Future research will focus on addressing these issues through systematic process optimization and advanced physiological testing. To ensure process reproducibility and coating uniformity for potential large-scale production, new fixture designs will be developed to minimize contact areas during the film formation process. Furthermore, dynamic fluid simulation experiments integrated with quantitative mechanical evaluations, specifically radial stiffness, fatigue resistance, and ductility, will be implemented to assess the mechanical stability and degradation behavior of the stents under realistic blood flow conditions. Future work will also investigate the microstructural evolution of the LDH layer, incorporate in vitro biological evaluations including cytotoxicity, cell adhesion, and proliferation, and further optimize its long-term stability in physiological environments. Ultimately, comprehensive animal studies are required to track the long-term metabolic pathways of the LDH-coated ZM21 stents and to validate their actual performance in promoting vessel dilation and tissue repair in vivo. These advancements may eventually allow the application of Mg-Al LDH coatings to a broader range of biodegradable magnesium-based implants, such as orthopedic hardware or other cardiovascular devices.
5. Conclusions
This study systematically explored the effectiveness of Mg-Al LDH coatings in enhancing the corrosion resistance and biocompatibility of AZ31 and ZM21 magnesium alloys through a series of in vitro static degradation and biochemical simulations. For the AZ31 magnesium alloy, the application of different surface treatment methods revealed that Mg-Al LDH coating offered the most significant improvement in corrosion resistance. Specifically, LDH-S samples reduced the average corrosion rate by 95%, which was superior to the 93.2% and 92.5% reductions achieved by anodized and alkaline-coated samples respectively. The LDH film effectively minimized contact between the substrate and chloride ions in the solution, thereby reducing hydrogen evolution and maintaining lower pH levels.

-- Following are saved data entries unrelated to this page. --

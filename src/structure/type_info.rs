// Tue Jan 13 2026 - Alex

use itertools::Itertools;
use once_cell::sync::Lazy;
use regex::Regex;
use std::fmt;

static IDENTIFIER: Lazy<Regex> = Lazy::new(|| Regex::new(r"^[\p{L}_][\p{L}\p{Nd}_]*$").unwrap());

/// Shape of a declared type, as far as layout is concerned.
#[derive(Debug, Clone, PartialEq, Eq, Hash)]
pub enum TypeDescriptor {
    Scalar(ScalarKind),
    Pointer(Box<TypeDescriptor>),
    FixedArray(Box<TypeDescriptor>, u64),
    DynamicSequence(Box<TypeDescriptor>),
    Map,
    Channel,
    Interface,
    Function,
    /// Members are owned by the field node itself.
    Composite,
    /// `struct { ... }` nested inside another type expression, e.g. `[4]struct{ x int8 }`.
    AnonymousStruct(Vec<TypeDescriptor>),
    NamedReference(String),
    Unknown(String),
}

/// One member of a `struct{ ... }` type expression.
#[derive(Debug, Clone, PartialEq, Eq)]
pub struct StructMember {
    /// Empty for embedded members.
    pub name: String,
    pub type_text: String,
    pub descriptor: TypeDescriptor,
}

#[derive(Debug, Clone, Copy, PartialEq, Eq, Hash)]
pub enum ScalarKind {
    Bool,
    Int8,
    Uint8,
    Int16,
    Uint16,
    Int32,
    Uint32,
    Float32,
    Int64,
    Uint64,
    Float64,
    Int,
    Uint,
    Uintptr,
    Complex64,
    Complex128,
    String,
}

impl ScalarKind {
    pub fn from_name(name: &str) -> Option<Self> {
        let kind = match name {
            "bool" => Self::Bool,
            "int8" => Self::Int8,
            "uint8" | "byte" => Self::Uint8,
            "int16" => Self::Int16,
            "uint16" => Self::Uint16,
            "int32" | "rune" => Self::Int32,
            "uint32" => Self::Uint32,
            "float32" => Self::Float32,
            "int64" => Self::Int64,
            "uint64" => Self::Uint64,
            "float64" => Self::Float64,
            "int" => Self::Int,
            "uint" => Self::Uint,
            "uintptr" => Self::Uintptr,
            "complex64" => Self::Complex64,
            "complex128" => Self::Complex128,
            "string" => Self::String,
            _ => return None,
        };
        Some(kind)
    }

    pub fn name(self) -> &'static str {
        match self {
            Self::Bool => "bool",
            Self::Int8 => "int8",
            Self::Uint8 => "uint8",
            Self::Int16 => "int16",
            Self::Uint16 => "uint16",
            Self::Int32 => "int32",
            Self::Uint32 => "uint32",
            Self::Float32 => "float32",
            Self::Int64 => "int64",
            Self::Uint64 => "uint64",
            Self::Float64 => "float64",
            Self::Int => "int",
            Self::Uint => "uint",
            Self::Uintptr => "uintptr",
            Self::Complex64 => "complex64",
            Self::Complex128 => "complex128",
            Self::String => "string",
        }
    }
}

/// Predeclared names that are never cached by name.
pub fn is_builtin_type_name(name: &str) -> bool {
    ScalarKind::from_name(name).is_some() || matches!(name, "error" | "any")
}

const KEYWORDS: &[&str] = &["struct", "interface", "map", "chan", "func"];

/// A plain identifier that is not predeclared, e.g. `Config` but not `int64`, `[]T` or `pkg.T`.
pub fn is_valid_custom_type_name(name: &str) -> bool {
    !is_builtin_type_name(name) && !KEYWORDS.contains(&name) && IDENTIFIER.is_match(name)
}

impl TypeDescriptor {
    /// Reads a Go-style type expression. Bare `struct` means the members are supplied separately.
    pub fn parse(text: &str) -> Result<Self, String> {
        let mut reader = TypeReader::new(text);
        let descriptor = reader.read_type()?;
        reader.skip_whitespace();
        if !reader.at_end() {
            return Err(format!("unexpected `{}` in `{}`", reader.rest(), text));
        }
        Ok(descriptor)
    }

    /// Like [`TypeDescriptor::parse`], but unreadable text becomes [`TypeDescriptor::Unknown`].
    pub fn parse_lossy(text: &str) -> Self {
        Self::parse(text).unwrap_or_else(|_| Self::Unknown(text.trim().to_string()))
    }

    /// Members of `text` when it is exactly one `struct{ ... }` expression.
    pub fn parse_struct_members(text: &str) -> Option<Vec<StructMember>> {
        let mut reader = TypeReader::new(text);
        if !reader.eat_keyword("struct") || !reader.eat("{") {
            return None;
        }
        let members = reader.read_struct_members().ok()?;
        reader.skip_whitespace();
        reader.at_end().then_some(members)
    }

    pub fn is_composite(&self) -> bool {
        matches!(self, Self::Composite)
    }

    pub fn is_pointer(&self) -> bool {
        matches!(self, Self::Pointer(_))
    }

    /// Fixed arrays and slices go to the tail when reordering.
    pub fn is_array_like(&self) -> bool {
        matches!(self, Self::FixedArray(..) | Self::DynamicSequence(_))
    }

    pub fn is_unknown(&self) -> bool {
        matches!(self, Self::Unknown(_))
    }
}

impl fmt::Display for TypeDescriptor {
    fn fmt(&self, f: &mut fmt::Formatter<'_>) -> fmt::Result {
        match self {
            Self::Scalar(kind) => write!(f, "{}", kind.name()),
            Self::Pointer(inner) => write!(f, "*{}", inner),
            Self::FixedArray(elem, len) => write!(f, "[{}]{}", len, elem),
            Self::DynamicSequence(elem) => write!(f, "[]{}", elem),
            Self::Map => write!(f, "map"),
            Self::Channel => write!(f, "chan"),
            Self::Interface => write!(f, "interface{{}}"),
            Self::Function => write!(f, "func"),
            Self::Composite => write!(f, "struct{{...}}"),
            Self::AnonymousStruct(members) => {
                write!(f, "struct{{{}}}", members.iter().join("; "))
            }
            Self::NamedReference(name) => write!(f, "{}", name),
            Self::Unknown(text) => write!(f, "{}", text),
        }
    }
}

struct TypeReader<'a> {
    text: &'a str,
    pos: usize,
}

impl<'a> TypeReader<'a> {
    fn new(text: &'a str) -> Self {
        Self { text, pos: 0 }
    }

    fn rest(&self) -> &'a str {
        &self.text[self.pos..]
    }

    fn at_end(&self) -> bool {
        self.pos >= self.text.len()
    }

    fn peek(&self) -> Option<char> {
        self.rest().chars().next()
    }

    fn skip_whitespace(&mut self) {
        let trimmed = self.rest().trim_start();
        self.pos = self.text.len() - trimmed.len();
    }

    fn eat(&mut self, token: &str) -> bool {
        self.skip_whitespace();
        if self.rest().starts_with(token) {
            self.pos += token.len();
            true
        } else {
            false
        }
    }

    /// Matches a keyword only when it is not the prefix of a longer identifier.
    fn eat_keyword(&mut self, keyword: &str) -> bool {
        self.skip_whitespace();
        let rest = self.rest();
        if !rest.starts_with(keyword) {
            return false;
        }
        let boundary = rest[keyword.len()..]
            .chars()
            .next()
            .map_or(true, |c| !(c.is_alphanumeric() || c == '_'));
        if boundary {
            self.pos += keyword.len();
        }
        boundary
    }

    fn expect(&mut self, token: &str) -> Result<(), String> {
        if self.eat(token) {
            Ok(())
        } else {
            Err(format!("expected `{}` at `{}`", token, self.rest()))
        }
    }

    fn read_type(&mut self) -> Result<TypeDescriptor, String> {
        self.skip_whitespace();
        if self.eat("*") {
            return Ok(TypeDescriptor::Pointer(Box::new(self.read_type()?)));
        }
        if self.eat("(") {
            let inner = self.read_type()?;
            self.expect(")")?;
            return Ok(inner);
        }
        if self.eat("<-") {
            if !self.eat_keyword("chan") {
                return Err(format!("expected `chan` at `{}`", self.rest()));
            }
            self.read_type()?;
            return Ok(TypeDescriptor::Channel);
        }
        if self.eat("[") {
            return self.read_array();
        }
        if self.eat_keyword("map") {
            self.expect("[")?;
            self.read_type()?;
            self.expect("]")?;
            self.read_type()?;
            return Ok(TypeDescriptor::Map);
        }
        if self.eat_keyword("chan") {
            self.eat("<-");
            self.read_type()?;
            return Ok(TypeDescriptor::Channel);
        }
        if self.eat_keyword("func") {
            self.skip_signature();
            return Ok(TypeDescriptor::Function);
        }
        if self.eat_keyword("interface") {
            self.expect("{")?;
            self.skip_balanced('{', '}')?;
            return Ok(TypeDescriptor::Interface);
        }
        if self.eat_keyword("struct") {
            if self.eat("{") {
                return self.read_struct_body();
            }
            return Ok(TypeDescriptor::Composite);
        }
        self.read_name()
    }

    fn read_array(&mut self) -> Result<TypeDescriptor, String> {
        if self.eat("]") {
            return Ok(TypeDescriptor::DynamicSequence(Box::new(self.read_type()?)));
        }
        self.skip_whitespace();
        let digits: String = self.rest().chars().take_while(|c| c.is_ascii_digit() || *c == '_').collect();
        if digits.is_empty() {
            return Err(format!("array length is not a literal at `{}`", self.rest()));
        }
        self.pos += digits.len();
        let len = digits
            .replace('_', "")
            .parse::<u64>()
            .map_err(|e| format!("bad array length `{}`: {}", digits, e))?;
        self.expect("]")?;
        Ok(TypeDescriptor::FixedArray(Box::new(self.read_type()?), len))
    }

    fn read_struct_body(&mut self) -> Result<TypeDescriptor, String> {
        let members = self.read_struct_members()?;
        Ok(TypeDescriptor::AnonymousStruct(
            members.into_iter().map(|member| member.descriptor).collect(),
        ))
    }

    /// Reads members up to and including the closing brace.
    fn read_struct_members(&mut self) -> Result<Vec<StructMember>, String> {
        let mut members = Vec::new();
        loop {
            if self.eat("}") {
                return Ok(members);
            }
            if self.eat(";") {
                continue;
            }
            self.skip_whitespace();
            let start = self.pos;
            if self.peek() == Some('*') {
                let descriptor = self.read_type()?;
                members.push(self.member_since(String::new(), start, descriptor));
                self.skip_tag()?;
                continue;
            }
            let first = self.read_name()?;
            // A lone name ending the line is an embedded member.
            if matches!(self.peek_inline(), None | Some(';') | Some('\n') | Some('}') | Some('`') | Some('"')) {
                members.push(self.member_since(String::new(), start, first));
                self.skip_tag()?;
                continue;
            }
            let mut names = vec![self.text[start..self.pos].to_string()];
            while self.eat(",") {
                self.skip_whitespace();
                let name_start = self.pos;
                self.read_name()?;
                names.push(self.text[name_start..self.pos].to_string());
            }
            self.skip_whitespace();
            let type_start = self.pos;
            let descriptor = self.read_type()?;
            for name in names {
                members.push(self.member_since(name, type_start, descriptor.clone()));
            }
            self.skip_tag()?;
        }
    }

    fn member_since(&self, name: String, start: usize, descriptor: TypeDescriptor) -> StructMember {
        StructMember {
            name,
            type_text: self.text[start..self.pos].trim().to_string(),
            descriptor,
        }
    }

    fn peek_inline(&self) -> Option<char> {
        self.rest().trim_start_matches([' ', '\t', '\r']).chars().next()
    }

    fn skip_tag(&mut self) -> Result<(), String> {
        let Some(quote) = self.peek_inline().filter(|c| *c == '`' || *c == '"') else {
            return Ok(());
        };
        self.skip_whitespace();
        self.pos += 1;
        match self.rest().find(quote) {
            Some(end) => {
                self.pos += end + 1;
                Ok(())
            }
            None => Err("unterminated struct tag".to_string()),
        }
    }

    fn read_name(&mut self) -> Result<TypeDescriptor, String> {
        self.skip_whitespace();
        let start = self.pos;
        for (idx, c) in self.rest().char_indices() {
            if !(c.is_alphanumeric() || c == '_' || c == '.') {
                self.pos = start + idx;
                break;
            }
            self.pos = start + idx + c.len_utf8();
        }
        if self.pos == start {
            return Err(format!("expected a type at `{}`", self.rest()));
        }
        let name = &self.text[start..self.pos];
        if self.rest().starts_with('[') {
            self.pos += 1;
            self.skip_balanced('[', ']')?;
            return Ok(TypeDescriptor::NamedReference(self.text[start..self.pos].to_string()));
        }
        Ok(match ScalarKind::from_name(name) {
            Some(kind) => TypeDescriptor::Scalar(kind),
            None if matches!(name, "error" | "any") => TypeDescriptor::Interface,
            None => TypeDescriptor::NamedReference(name.to_string()),
        })
    }

    /// Consumes up to and including the closing delimiter; the opener is already consumed.
    fn skip_balanced(&mut self, open: char, close: char) -> Result<(), String> {
        let mut depth = 1usize;
        for (idx, c) in self.rest().char_indices() {
            if c == open {
                depth += 1;
            } else if c == close {
                depth -= 1;
                if depth == 0 {
                    self.pos += idx + c.len_utf8();
                    return Ok(());
                }
            }
        }
        Err(format!("unbalanced `{}`", open))
    }

    /// Skips a function signature up to the end of the enclosing member.
    fn skip_signature(&mut self) {
        let mut depth = 0usize;
        for (idx, c) in self.rest().char_indices() {
            match c {
                '(' | '[' | '{' => depth += 1,
                ')' | ']' | '}' if depth == 0 => {
                    self.pos += idx;
                    return;
                }
                ')' | ']' | '}' => depth -= 1,
                ';' | ',' | '\n' if depth == 0 => {
                    self.pos += idx;
                    return;
                }
                _ => {}
            }
        }
        self.pos = self.text.len();
    }
}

For ZM21 magnesium alloy stents, the LDH-coated versions achieved a 91.6% reduction in hydrogen evolution and a 94.9% reduction in corrosion rate compared to untreated stents. These coated stents maintained a pH of 7.65 and exhibited structural integrity up to the third day of degradation, effectively addressing the rapid degradation issue observed in untreated ZM21 stents. These findings underscore the role of LDH coatings in prolonging the functional lifespan of stents under physiological conditions. Furthermore, biochemical simulation tests suggested the potential biocompatibility of the stents, as all coated versions maintained pH levels below 8.5 and magnesium ion concentrations below 300 μg/mL. The coatings effectively maintained the extraction medium environment within a physiological range, indicating a reduced risk of adverse biological reactions. In conclusion, this study demonstrates that Mg-Al LDH coatings significantly enhance corrosion resistance and ensure biocompatibility, making them a transformative approach for the development of magnesium-based AVF stents.